"""
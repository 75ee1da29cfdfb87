// ==========================================
// SCM 推荐系统 - OpenAI 兼容报告生成
// ==========================================
// 职责: 调用 {base_url}/chat/completions 生成报告
// 说明: 单次请求，不重试；api_key 为空时不带认证头（本地模型服务）
// ==========================================

use crate::config::ReportConfig;
use crate::domain::brief::RankedBrief;
use crate::report::generator::{ReportError, ReportGenerator};
use crate::report::prompt;
use async_trait::async_trait;
use reqwest::Client;
use serde_json::{json, Value};
use tracing::{debug, info};

pub struct OpenAiCompatibleReportGenerator {
    client: Client,
    base_url: String,
    model: String,
    api_key: Option<String>,
    temperature: f32,
}

impl OpenAiCompatibleReportGenerator {
    pub fn new(base_url: String, model: String, api_key: Option<String>, temperature: f32) -> Self {
        Self {
            client: Client::new(),
            base_url,
            model,
            api_key,
            temperature,
        }
    }

    pub fn from_config(config: &ReportConfig) -> Self {
        Self::new(
            config.base_url.clone(),
            config.model.clone(),
            config.api_key.clone(),
            config.temperature,
        )
    }

    pub fn endpoint(&self) -> String {
        format!("{}/chat/completions", self.base_url.trim_end_matches('/'))
    }

    fn request_body(&self, brief: &RankedBrief) -> Result<Value, ReportError> {
        Ok(json!({
            "model": self.model,
            "messages": [
                { "role": "system", "content": prompt::system_prompt() },
                { "role": "user", "content": prompt::user_prompt(brief)? },
            ],
            "temperature": self.temperature,
        }))
    }
}

/// 从 chat/completions 响应中取出正文
pub fn extract_content(response: &Value) -> Result<String, ReportError> {
    let content = response["choices"][0]["message"]["content"]
        .as_str()
        .ok_or_else(|| {
            ReportError::MalformedResponse("缺少 choices[0].message.content".to_string())
        })?;

    let content = content.trim();
    if content.is_empty() {
        return Err(ReportError::EmptyResponse);
    }
    Ok(content.to_string())
}

#[async_trait]
impl ReportGenerator for OpenAiCompatibleReportGenerator {
    async fn generate(&self, brief: &RankedBrief) -> Result<String, ReportError> {
        let body = self.request_body(brief)?;
        let endpoint = self.endpoint();
        debug!(endpoint = %endpoint, model = %self.model, "发送报告生成请求");

        let mut request = self.client.post(&endpoint).json(&body);
        if let Some(ref key) = self.api_key {
            request = request.bearer_auth(key);
        }

        let res = request.send().await?;
        let status = res.status();
        if !status.is_success() {
            let body = res.text().await.unwrap_or_default();
            return Err(ReportError::Status {
                status: status.as_u16(),
                body,
            });
        }

        let json: Value = res.json().await?;
        let content = extract_content(&json)?;
        info!(model = %self.model, chars = content.chars().count(), "报告生成完成");
        Ok(content)
    }

    fn name(&self) -> &str {
        "openai-compatible"
    }
}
"""
Above are the records. Identify each line that contains the word "prompt".

use crate::report::prompt;
                { "role": "system", "content": prompt::system_prompt() },
                { "role": "user", "content": prompt::user_prompt(brief)? },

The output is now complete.